*Task objective*: Report every line from the following entries that contains the string "elapsed".

*Task data*:
◇ ◇ ◇

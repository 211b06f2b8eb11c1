//! Adapters — concrete implementations of the hexagonal port traits.
//!
//! | Adapter       | Implements               | Connects to                |
//! |---------------|--------------------------|----------------------------|
//! | `console`     | Display, Keypad, `log`   | stderr / serial console    |
//! | `hardware`    | DoorActuator, Buzzer     | H-bridge + buzzer GPIO     |
//! | `log_sink`    | EventSink                | Serial log output          |
//! | `memory_link` | Link                     | In-memory duplex FIFO      |
//! | `nvs`         | CredentialStore          | NVS / in-memory store      |
//! |               | ConfigPort, StoragePort  |                            |
//! | `uart`        | Link                     | ESP-IDF UART driver        |

pub mod console;
pub mod hardware;
pub mod log_sink;
#[cfg(not(target_os = "espidf"))]
pub mod memory_link;
pub mod nvs;
#[cfg(target_os = "espidf")]
pub mod uart;
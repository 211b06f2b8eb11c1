//! Door timing engine.
//!
//! ```text
//!  Closed ──start──▶ Unlocking ──motor_ticks──▶ Open ──hold_ticks──▶ Locking ──motor_ticks──▶ Closed
//!                    motor fwd                  motor off            motor rev
//! ```
//!
//! Purely tick-counted: each phase owns an elapsed counter that restarts at
//! zero on entry.  A running sequence cannot be cancelled or restarted.
//! Both nodes run one: the Control node to drive the motor, the HMI node to
//! drive its status screen.

use crate::config::SystemConfig;

/// H-bridge command derived from the current phase.
#[derive(Debug, Clone, Copy, PartialEq, Eq)]
pub enum MotorCommand {
    Stop,
    Forward,
    Reverse,
}

#[derive(Debug, Clone, Copy, PartialEq, Eq)]
pub enum DoorPhase {
    Closed,
    Unlocking,
    Open,
    Locking,
}

impl DoorPhase {
    pub fn motor_command(self) -> MotorCommand {
        match self {
            Self::Unlocking => MotorCommand::Forward,
            Self::Locking => MotorCommand::Reverse,
            Self::Closed | Self::Open => MotorCommand::Stop,
        }
    }

    pub fn label(self) -> &'static str {
        match self {
            Self::Closed => "Door is Closed",
            Self::Unlocking => "Door is Unlocking",
            Self::Open => "Door is Open",
            Self::Locking => "Door is Locking",
        }
    }
}

/// Returned by [`DoorSequence::start`] while a sequence is already running.
#[derive(Debug, Clone, Copy, PartialEq, Eq)]
pub struct DoorBusy(pub DoorPhase);

/// One unlock/hold/lock cycle, advanced once per tick.
#[derive(Debug, Clone)]
pub struct DoorSequence {
    phase: DoorPhase,
    elapsed: u32,
    motor_ticks: u32,
    hold_ticks: u32,
}

impl DoorSequence {
    pub fn new(config: &SystemConfig) -> Self {
        Self {
            phase: DoorPhase::Closed,
            elapsed: 0,
            motor_ticks: config.motor_ticks,
            hold_ticks: config.hold_ticks,
        }
    }

    /// Begin unlocking.  Rejected while a previous cycle is still running.
    pub fn start(&mut self) -> Result<DoorPhase, DoorBusy> {
        if self.is_active() {
            return Err(DoorBusy(self.phase));
        }
        self.enter(DoorPhase::Unlocking);
        Ok(self.phase)
    }

    /// Count one tick.  Returns the new phase when a phase boundary is
    /// crossed (`Closed` marks the end of the cycle).
    pub fn on_tick(&mut self) -> Option<DoorPhase> {
        if !self.is_active() {
            return None;
        }
        self.elapsed += 1;

        let next = match self.phase {
            DoorPhase::Unlocking if self.elapsed >= self.motor_ticks => {
                if self.hold_ticks == 0 {
                    DoorPhase::Locking
                } else {
                    DoorPhase::Open
                }
            }
            DoorPhase::Open if self.elapsed >= self.hold_ticks => DoorPhase::Locking,
            DoorPhase::Locking if self.elapsed >= self.motor_ticks => DoorPhase::Closed,
            _ => return None,
        };
        self.enter(next);
        Some(next)
    }

    pub fn phase(&self) -> DoorPhase {
        self.phase
    }

    /// Ticks spent in the current phase.
    pub fn elapsed(&self) -> u32 {
        self.elapsed
    }

    pub fn is_active(&self) -> bool {
        self.phase != DoorPhase::Closed
    }

    fn enter(&mut self, phase: DoorPhase) {
        self.phase = phase;
        self.elapsed = 0;
    }
}
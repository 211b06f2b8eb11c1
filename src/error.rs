//! Unified error types for the door locker firmware.
//!
//! A single `Error` enum that every subsystem converts into, keeping the
//! node loops' error handling uniform.  All variants are `Copy` so they can
//! be passed through the state machines without allocation.

use core::fmt;

use crate::app::ports::StorageError;

// ---------------------------------------------------------------------------
// Top-level firmware error
// ---------------------------------------------------------------------------

/// Every fallible operation in the firmware funnels into this type.
#[derive(Debug, Clone, Copy, PartialEq, Eq)]
pub enum Error {
    /// The peer violated the opcode / turn-taking contract.
    Protocol(ProtocolError),
    /// The serial link could not carry a byte.
    Link(LinkError),
    /// Nonvolatile storage failed.
    Storage(StorageError),
    /// A verification attempt was refused by the lockout policy.
    Lockout(LockoutError),
    /// Peripheral initialisation failed.
    Init(&'static str),
    /// Configuration is invalid or could not be loaded.
    Config(&'static str),
}

impl fmt::Display for Error {
    fn fmt(&self, f: &mut fmt::Formatter<'_>) -> fmt::Result {
        match self {
            Self::Protocol(e) => write!(f, "protocol: {e}"),
            Self::Link(e) => write!(f, "link: {e}"),
            Self::Storage(e) => write!(f, "storage: {e}"),
            Self::Lockout(e) => write!(f, "lockout: {e}"),
            Self::Init(msg) => write!(f, "init: {msg}"),
            Self::Config(msg) => write!(f, "config: {msg}"),
        }
    }
}

impl std::error::Error for Error {}

// ---------------------------------------------------------------------------
// Protocol errors
// ---------------------------------------------------------------------------

#[derive(Debug, Clone, Copy, PartialEq, Eq)]
pub enum ProtocolError {
    /// Byte is not part of the opcode vocabulary.
    UnknownOpcode(u8),
    /// A valid byte arrived at a point in the exchange where it has no meaning.
    UnexpectedByte { got: u8, expected: &'static str },
    /// Message bytes did not have the shape its opcode requires.
    BadLength { opcode: u8, len: usize },
    /// No response arrived within the configured tick budget.
    ResponseTimeout { ticks: u32 },
}

impl fmt::Display for ProtocolError {
    fn fmt(&self, f: &mut fmt::Formatter<'_>) -> fmt::Result {
        match self {
            Self::UnknownOpcode(b) => write!(f, "unknown opcode 0x{b:02X}"),
            Self::UnexpectedByte { got, expected } => {
                write!(f, "unexpected byte 0x{got:02X} (expected {expected})")
            }
            Self::BadLength { opcode, len } => {
                write!(f, "opcode 0x{opcode:02X} with {len} message bytes")
            }
            Self::ResponseTimeout { ticks } => write!(f, "no response after {ticks} ticks"),
        }
    }
}

impl From<ProtocolError> for Error {
    fn from(e: ProtocolError) -> Self {
        Self::Protocol(e)
    }
}

// ---------------------------------------------------------------------------
// Link errors
// ---------------------------------------------------------------------------

#[derive(Debug, Clone, Copy, PartialEq, Eq)]
pub enum LinkError {
    /// The transport rejected a write.
    WriteFailed,
    /// The transport accepted fewer bytes than requested.
    ShortWrite { written: usize, expected: usize },
    /// The transport failed while reading.
    ReadFailed,
}

impl fmt::Display for LinkError {
    fn fmt(&self, f: &mut fmt::Formatter<'_>) -> fmt::Result {
        match self {
            Self::WriteFailed => write!(f, "write failed"),
            Self::ShortWrite { written, expected } => {
                write!(f, "short write ({written}/{expected} bytes)")
            }
            Self::ReadFailed => write!(f, "read failed"),
        }
    }
}

impl From<LinkError> for Error {
    fn from(e: LinkError) -> Self {
        Self::Link(e)
    }
}

// ---------------------------------------------------------------------------
// Lockout
// ---------------------------------------------------------------------------

/// Policy rejection, not a link-level failure.
#[derive(Debug, Clone, Copy, PartialEq, Eq)]
pub enum LockoutError {
    Locked { remaining_ticks: u32 },
}

impl fmt::Display for LockoutError {
    fn fmt(&self, f: &mut fmt::Formatter<'_>) -> fmt::Result {
        match self {
            Self::Locked { remaining_ticks } => {
                write!(f, "locked out for {remaining_ticks} more ticks")
            }
        }
    }
}

impl From<LockoutError> for Error {
    fn from(e: LockoutError) -> Self {
        Self::Lockout(e)
    }
}

impl From<StorageError> for Error {
    fn from(e: StorageError) -> Self {
        Self::Storage(e)
    }
}

// ---------------------------------------------------------------------------
// Convenience Result alias
// ---------------------------------------------------------------------------

/// Firmware-wide `Result` alias.
pub type Result<T> = core::result::Result<T, Error>;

◇ ◇ ◇

*Answer to this task*:
//! Purely tick-counted: each phase owns an elapsed counter that restarts at
    elapsed: u32,
            elapsed: 0,
        self.elapsed += 1;
            DoorPhase::Unlocking if self.elapsed >= self.motor_ticks => {
            DoorPhase::Open if self.elapsed >= self.hold_ticks => DoorPhase::Locking,
            DoorPhase::Locking if self.elapsed >= self.motor_ticks => DoorPhase::Closed,
    pub fn elapsed(&self) -> u32 {
        self.elapsed
        self.elapsed = 0;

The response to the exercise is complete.